I didn't say the chrome packages came from google. But, the TO has some
chrome RPM installed which "provides" the libstdc++ version required by
teams, but doesn't really provide this libstdc++ version to the whole
system. That's why the RPM is broken, it claims to provide a libstdc++
version which it doesn't really provide.
And I ask again, how else would you expect the package to satisfy the
dependency in chrome for the newer libstdc++? The package was
explicitly created to allow chrome to run on an older system that
doesn't have the newer libstdc++, by rights it should work with other
programs that need a newer libstdc++ as well provided that they set
LD_LIBRARY_PATH appropriately.

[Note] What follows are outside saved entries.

//! End-to-end scenarios straight out of the concrete examples used to
//! validate this store's semantics: unique violations, sort/skip/limit,
//! array-indexed dedup, upsert, inconsistent projections, and rollback on
//! a failed batch insert.

use nanodb_core::{get_dot_value, Store, UpdateOptions, Value};
use serde_json::json;

fn v(j: serde_json::Value) -> Value {
    Value::from(&j)
}

#[test]
fn unique_violation_on_second_insert_leaves_one_document() {
    let store = Store::new();
    store.ensure_index("a", true, false).unwrap();
    store.insert(v(json!({"a": 1}))).unwrap();

    let err = store.insert(v(json!({"a": 1})));
    assert!(err.is_err());
    assert_eq!(store.find(v(json!({}))).unwrap().exec().unwrap().len(), 1);
}

#[test]
fn sort_skip_limit_over_three_documents() {
    let store = Store::new();
    store.insert(v(json!({"_id": "1", "n": 3}))).unwrap();
    store.insert(v(json!({"_id": "2", "n": 1}))).unwrap();
    store.insert(v(json!({"_id": "3", "n": 2}))).unwrap();

    let result = store
        .find_sorted(v(json!({})), vec![("n".to_string(), 1)])
        .unwrap()
        .skip(1)
        .limit(1)
        .exec()
        .unwrap();

    assert_eq!(result.len(), 1);
    assert_eq!(get_dot_value(&result[0], "_id"), Value::String("3".into()));
    assert_eq!(get_dot_value(&result[0], "n"), Value::Number(2.0));
}

#[test]
fn array_valued_indexed_field_dedups_to_one_hit_per_document() {
    let store = Store::new();
    store.ensure_index("tags", false, false).unwrap();
    store
        .insert(v(json!({"_id": "a", "tags": ["x", "y", "x"]})))
        .unwrap();

    let result = store.find(v(json!({"tags": "x"}))).unwrap().exec().unwrap();
    assert_eq!(result.len(), 1);
    assert_eq!(get_dot_value(&result[0], "_id"), Value::String("a".into()));
}

#[test]
fn upsert_on_empty_store_inserts_and_reports_upsert() {
    let store = Store::new();
    let report = store
        .update(
            v(json!({"_id": "z"})),
            v(json!({"$set": {"v": 1}})),
            UpdateOptions {
                upsert: true,
                return_updated_docs: true,
                ..Default::default()
            },
        )
        .unwrap();

    assert_eq!(report.num_affected, 1);
    assert!(report.upsert);

    let found = store.find_one(v(json!({"_id": "z"}))).unwrap().unwrap();
    assert_eq!(get_dot_value(&found, "v"), Value::Number(1.0));
}

#[test]
fn mixed_projection_fails_but_id_exclusion_is_allowed() {
    let store = Store::new();
    store.insert(v(json!({"_id": "1", "a": 1, "b": 2}))).unwrap();

    let bad = store.find(v(json!({}))).unwrap().project(&v(json!({"a": 1, "b": 0})));
    assert!(bad.is_err());

    let ok = store
        .find(v(json!({})))
        .unwrap()
        .project(&v(json!({"a": 1, "_id": 0})))
        .unwrap()
        .exec()
        .unwrap();
    assert_eq!(ok.len(), 1);
    assert!(get_dot_value(&ok[0], "_id").is_undefined());
    assert_eq!(get_dot_value(&ok[0], "a"), Value::Number(1.0));
    assert!(get_dot_value(&ok[0], "b").is_undefined());
}

#[test]
fn batch_insert_with_duplicate_id_leaves_store_empty() {
    let store = Store::new();
    let err = store.insert_many(vec![
        v(json!({"_id": "1"})),
        v(json!({"_id": "2"})),
        v(json!({"_id": "1"})),
    ]);
    assert!(err.is_err());
    assert_eq!(store.find(v(json!({}))).unwrap().exec().unwrap().len(), 0);
}

#[test]
fn remove_multi_deletes_every_match() {
    let store = Store::new();
    store.insert(v(json!({"_id": "1", "kind": "x"}))).unwrap();
    store.insert(v(json!({"_id": "2", "kind": "x"}))).unwrap();
    store.insert(v(json!({"_id": "3", "kind": "y"}))).unwrap();

    let removed = store.remove(v(json!({"kind": "x"})), true).unwrap();
    assert_eq!(removed, 2);
    assert_eq!(store.find(v(json!({}))).unwrap().exec().unwrap().len(), 1);
}

#[test]
fn sparse_index_ignores_documents_missing_the_field() {
    let store = Store::new();
    store.ensure_index("email", true, true).unwrap();
    store.insert(v(json!({"_id": "1"}))).unwrap();
    store.insert(v(json!({"_id": "2"}))).unwrap();
    // Neither document carries `email`; a non-sparse unique index would
    // have collided both under the undefined key.
    assert_eq!(store.find(v(json!({}))).unwrap().exec().unwrap().len(), 2);
}

#[test]
fn in_empty_matches_nothing_nin_empty_matches_everything() {
    let store = Store::new();
    store.insert(v(json!({"a": 1}))).unwrap();

    assert_eq!(store.count(v(json!({"a": {"$in": []}}))).unwrap(), 0);
    assert_eq!(store.count(v(json!({"a": {"$nin": []}}))).unwrap(), 1);
}

#[test]
fn round_trip_insert_remove_insert_restores_identical_state() {
    let store = Store::new();
    store.ensure_index("a", true, false).unwrap();
    let doc = v(json!({"_id": "x", "a": 1}));

    store.insert(doc.clone()).unwrap();
    store.remove(v(json!({"_id": "x"})), false).unwrap();
    store.insert(doc).unwrap();

    assert_eq!(store.find(v(json!({}))).unwrap().exec().unwrap().len(), 1);
    assert_eq!(store.count(v(json!({"a": 1}))).unwrap(), 1);
}
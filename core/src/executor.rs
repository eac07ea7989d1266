//! The executor: a single-consumer FIFO task queue that gives the store
//! its atomicity guarantee — nothing but the executor thread ever
//! mutates collection state, so two submitted operations can never
//! interleave.
//!
//! Built on `crossbeam_channel`'s unbounded MPSC channel. The buffered
//! pre-ready phase defers queued operations issued before a persisted
//! stream has finished loading.

use crossbeam::channel::{unbounded, Sender};
use parking_lot::Mutex;
use std::sync::Arc;
use std::thread::JoinHandle;

type Task = Box<dyn FnOnce() + Send + 'static>;

/// The pre-ready flag and its buffer live behind one lock so a
/// concurrent `push` and `set_ready` can never interleave: either the
/// push is decided (and, if buffered, queued) before the drain starts,
/// or it lands after the drain and goes straight to the channel.
/// Splitting this into two separate locks would open a window where a
/// racing push reads `ready == true` and sends directly, jumping ahead
/// of buffered tasks `set_ready` hasn't drained yet.
struct Gate {
    ready: bool,
    buffer: Vec<Task>,
}

/// A single-consumer FIFO executor.
///
/// Before `set_ready` is called, submitted tasks are held in an internal
/// buffer rather than handed to the worker thread — this lets a store
/// queue up operations issued during database load without running them
/// out of order against the load itself.
pub struct Executor {
    sender: Sender<Task>,
    gate: Arc<Mutex<Gate>>,
    _worker: JoinHandle<()>,
}

impl Executor {
    pub fn new() -> Self {
        let (sender, receiver) = unbounded::<Task>();
        let worker = std::thread::spawn(move || {
            while let Ok(task) = receiver.recv() {
                task();
            }
        });
        Executor {
            sender,
            gate: Arc::new(Mutex::new(Gate { ready: true, buffer: Vec::new() })),
            _worker: worker,
        }
    }

    /// Start in the not-ready state: tasks submitted before [`Executor::set_ready`]
    /// queue in the buffer instead of running immediately.
    pub fn new_buffered() -> Self {
        let exec = Self::new();
        exec.gate.lock().ready = false;
        exec
    }

    /// Submit a task. If the executor isn't ready yet, the task is held
    /// in the pre-ready buffer and runs (in submission order) once
    /// [`Executor::set_ready`] is called — unless `force_queuing` is set,
    /// in which case it bypasses the buffer and goes straight to the
    /// worker thread regardless of readiness. This lets an internal boot
    /// task (replaying persisted state) run ahead of whatever user work
    /// is already sitting in the pre-ready buffer.
    pub fn push(&self, task: Task, force_queuing: bool) {
        let mut gate = self.gate.lock();
        if force_queuing || gate.ready {
            let _ = self.sender.send(task);
        } else {
            gate.buffer.push(task);
        }
    }

    /// Mark the executor ready and drain the pre-ready buffer onto the
    /// worker thread, preserving submission order.
    pub fn set_ready(&self) {
        let mut gate = self.gate.lock();
        gate.ready = true;
        for task in gate.buffer.drain(..) {
            let _ = self.sender.send(task);
        }
    }

    /// Submit `f` and block until it has run, returning its result. This
    /// is how the store turns an async-shaped queue into the synchronous
    /// `Result`-returning API the rest of this crate exposes.
    pub fn submit<F, T>(&self, f: F) -> T
    where
        F: FnOnce() -> T + Send + 'static,
        T: Send + 'static,
    {
        self.submit_inner(f, false)
    }

    /// Like [`Executor::submit`], but forces the task ahead of any
    /// buffered pre-ready work instead of joining the back of it. Used
    /// for the boot task that replays persisted state: it must run (and
    /// this call must return) before `set_ready` can safely drain
    /// whatever user work arrived first.
    pub fn submit_boot<F, T>(&self, f: F) -> T
    where
        F: FnOnce() -> T + Send + 'static,
        T: Send + 'static,
    {
        self.submit_inner(f, true)
    }

    fn submit_inner<F, T>(&self, f: F, force_queuing: bool) -> T
    where
        F: FnOnce() -> T + Send + 'static,
        T: Send + 'static,
    {
        let (tx, rx) = std::sync::mpsc::channel();
        self.push(
            Box::new(move || {
                let _ = tx.send(f());
            }),
            force_queuing,
        );
        rx.recv().expect("executor worker thread must still be alive")
    }
}

impl Default for Executor {
    fn default() -> Self {
        Self::new()
    }
}

#[cfg(test)]
mod tests {
    use super::*;
    use std::sync::atomic::{AtomicUsize, Ordering};

    #[test]
    fn tasks_run_in_submission_order() {
        let exec = Executor::new();
        let order = Arc::new(Mutex::new(Vec::new()));
        let mut handles = Vec::new();
        for i in 0..50 {
            let order = order.clone();
            handles.push(exec.submit(move || {
                order.lock().push(i);
                i
            }));
        }
        assert_eq!(*order.lock(), (0..50).collect::<Vec<_>>());
        assert_eq!(handles, (0..50).collect::<Vec<_>>());
    }

    #[test]
    fn buffered_tasks_wait_for_ready() {
        let exec = Executor::new_buffered();
        let counter = Arc::new(AtomicUsize::new(0));
        let c = counter.clone();
        exec.push(
            Box::new(move || {
                c.fetch_add(1, Ordering::SeqCst);
            }),
            false,
        );
        std::thread::sleep(std::time::Duration::from_millis(20));
        assert_eq!(counter.load(Ordering::SeqCst), 0);
        exec.set_ready();
        let result = exec.submit(|| 1);
        assert_eq!(result, 1);
        assert_eq!(counter.load(Ordering::SeqCst), 1);
    }

    #[test]
    fn forced_task_runs_ahead_of_buffer_before_ready() {
        let exec = Executor::new_buffered();
        let order = Arc::new(Mutex::new(Vec::new()));

        let o = order.clone();
        exec.push(Box::new(move || o.lock().push("buffered")), false);

        let boot_result = exec.submit_boot(|| {
            order.lock().push("boot");
            "booted"
        });
        assert_eq!(boot_result, "booted");
        assert_eq!(*order.lock(), vec!["boot"]);

        exec.set_ready();
        let _ = exec.submit(|| ());
        assert_eq!(*order.lock(), vec!["boot", "buffered"]);
    }
}
//! Documents: validated, `_id`-bearing [`Value::Object`]s.

use crate::error::{Result, StoreError};
use crate::value::{get_dot_value, Value};
use indexmap::IndexMap;
use rand::Rng;

const ID_ALPHABET: &[u8] =
    b"abcdefghijklmnopqrstuvwxyzABCDEFGHIJKLMNOPQRSTUVWXYZ0123456789";
const ID_LEN: usize = 16;

/// A document is an object-valued [`Value`] that carries a string `_id`.
/// The newtype exists so call sites can't accidentally hand a bare array
/// or scalar to the store.
#[derive(Debug, Clone)]
pub struct Document(Value);

impl Document {
    /// Wrap a `Value::Object`. Does not itself enforce the presence of
    /// `_id` — callers assign one (see [`generate_id`]) before a document
    /// becomes visible to indexes.
    pub fn new(value: Value) -> Result<Self> {
        match &value {
            Value::Object(_) => Ok(Document(value)),
            other => Err(StoreError::InvalidDocument(format!(
                "document must be an object, got {:?}",
                other
            ))),
        }
    }

    pub fn value(&self) -> &Value {
        &self.0
    }

    pub fn into_value(self) -> Value {
        self.0
    }

    pub fn fields(&self) -> &IndexMap<String, Value> {
        self.0.as_object().expect("Document invariant: always Object")
    }

    pub fn fields_mut(&mut self) -> &mut IndexMap<String, Value> {
        self.0.as_object_mut().expect("Document invariant: always Object")
    }

    pub fn id(&self) -> Option<&str> {
        self.fields().get("_id").and_then(Value::as_str)
    }

    pub fn set_id(&mut self, id: String) {
        self.fields_mut().insert("_id".to_string(), Value::String(id));
    }

    pub fn get(&self, path: &str) -> Value {
        get_dot_value(&self.0, path)
    }

    pub fn deep_clone(&self) -> Document {
        self.clone()
    }
}

/// Reject keys containing `.` or starting with `$`, recursively. The two
/// internal tombstone markers travel only through the persistence
/// channel and are never validated here because they never reach this
/// function — callers construct them directly as persistence records.
pub fn check_object(value: &Value) -> Result<()> {
    match value {
        Value::Object(map) => {
            for (k, v) in map {
                if k.contains('.') || k.starts_with('$') {
                    return Err(StoreError::InvalidDocument(k.clone()));
                }
                check_object(v)?;
            }
            Ok(())
        }
        Value::Array(items) => {
            for item in items {
                check_object(item)?;
            }
            Ok(())
        }
        _ => Ok(()),
    }
}

/// Generate a 16-character opaque identifier from a uniform random
/// alphabet. Collisions are the caller's concern (retried against the
/// `_id` index until unique).
pub fn generate_id() -> String {
    let mut rng = rand::thread_rng();
    (0..ID_LEN)
        .map(|_| {
            let idx = rng.gen_range(0..ID_ALPHABET.len());
            ID_ALPHABET[idx] as char
        })
        .collect()
}

#[cfg(test)]
mod tests {
    use super::*;
    use serde_json::json;

    #[test]
    fn check_object_rejects_dotted_key() {
        let v = Value::from(&json!({"a.b": 1}));
        assert!(check_object(&v).is_err());
    }

    #[test]
    fn check_object_rejects_dollar_key_nested() {
        let v = Value::from(&json!({"a": {"$set": 1}}));
        assert!(check_object(&v).is_err());
    }

    #[test]
    fn check_object_accepts_clean_document() {
        let v = Value::from(&json!({"a": {"b": [1, 2, {"c": 3}]}}));
        assert!(check_object(&v).is_ok());
    }

    #[test]
    fn generated_id_has_expected_length_and_alphabet() {
        let id = generate_id();
        assert_eq!(id.len(), ID_LEN);
        assert!(id.chars().all(|c| c.is_ascii_alphanumeric()));
    }
}
//! Persistence is an external collaborator: the store hands every
//! accepted state change to a [`PersistenceSink`] and never touches disk
//! itself. Durability policy (what gets recorded, when) lives here; the
//! actual write-ahead mechanism is the sink implementation's job, outside
//! this crate's scope.

use crate::value::Value;

/// One accepted mutation, handed to the sink after the in-memory state
/// (documents + indexes) has already been updated.
#[derive(Debug, Clone)]
pub enum ChangeRecord {
    Insert { doc: Value },
    Update { id: String, doc: Value },
    Remove { id: String },
    IndexCreated { field: String, unique: bool, sparse: bool },
    IndexRemoved { field: String },
}

/// Receives a durable record of every accepted mutation. Implementations
/// decide what "durable" means — appending to a file, shipping to a
/// replica, or (in tests) nothing at all.
pub trait PersistenceSink: Send + Sync {
    fn persist_new_state(&self, records: &[ChangeRecord]);
}

/// The default sink: accepts and discards every record. Used when the
/// embedding application owns persistence itself or wants a pure
/// in-memory store.
#[derive(Debug, Default)]
pub struct NoopPersistence;

impl PersistenceSink for NoopPersistence {
    fn persist_new_state(&self, _records: &[ChangeRecord]) {}
}

/// A test double that retains every record it is handed, in order, for
/// assertions.
#[derive(Debug, Default)]
pub struct VecPersistence {
    records: parking_lot::Mutex<Vec<ChangeRecord>>,
}

impl VecPersistence {
    pub fn new() -> Self {
        Self::default()
    }

    pub fn records(&self) -> Vec<ChangeRecord> {
        self.records.lock().clone()
    }
}

impl PersistenceSink for VecPersistence {
    fn persist_new_state(&self, records: &[ChangeRecord]) {
        self.records.lock().extend_from_slice(records);
    }
}

#[cfg(test)]
mod tests {
    use super::*;

    #[test]
    fn vec_persistence_retains_records_in_order() {
        let sink = VecPersistence::new();
        sink.persist_new_state(&[ChangeRecord::Insert { doc: Value::Null }]);
        sink.persist_new_state(&[ChangeRecord::Remove { id: "a".into() }]);
        assert_eq!(sink.records().len(), 2);
    }
}
// Copyright (c) 2025 Felix Kahle.
//
// Permission is hereby granted, free of charge, to any person obtaining
// a copy of this software and associated documentation files (the
// "Software"), to deal in the Software without restriction, including
// without limitation the rights to use, copy, modify, merge, publish,
// distribute, sublicense, and/or sell copies of the Software, and to
// permit persons to whom the Software is furnished to do so, subject to
// the following conditions:
//
// The above copyright notice and this permission notice shall be
// included in all copies or substantial portions of the Software.
//
// THE SOFTWARE IS PROVIDED "AS IS", WITHOUT WARRANTY OF ANY KIND,
// EXPRESS OR IMPLIED, INCLUDING BUT NOT LIMITED TO THE WARRANTIES OF
// MERCHANTABILITY, FITNESS FOR A PARTICULAR PURPOSE AND
// NONINFRINGEMENT. IN NO EVENT SHALL THE AUTHORS OR COPYRIGHT HOLDERS BE
// LIABLE FOR ANY CLAIM, DAMAGES OR OTHER LIABILITY, WHETHER IN AN ACTION
// OF CONTRACT, TORT OR OTHERWISE, ARISING FROM, OUT OF OR IN CONNECTION
// WITH THE SOFTWARE OR THE USE OR OTHER DEALINGS IN THE SOFTWARE.

//! # Tabula Benchmark Harness
//!
//! Runs several strategies on one frozen catalog snapshot and reports
//! per-strategy metrics for side-by-side comparison.

pub mod harness;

So it does, in fact, provide the stated
dependency for the entire system, you just have to tell programs that
need it where to find it.
It may have worked before because older teams required a libstdc++ version
which is available on CentOS 7.
Correct.
The broken chrome packages are the reason why RPM allowed the new teams
version being installed.
Again, they are not broken, they are suitable for the systems they were
built for, which would be current Fedora systems (which happen to have a
newer libstdc++).
But because the chrome package doesn't really
provide to the systems what it claims,
You're confusing here. I assume you mean the package that provides the
libstdc++ dependency which happens to have chrome in it's name but is
not actually chrome and does not come from google or chrome.
teams won't work an is in a broken state.
teams should work if LD_LIBRARY_PATH is set appropriately.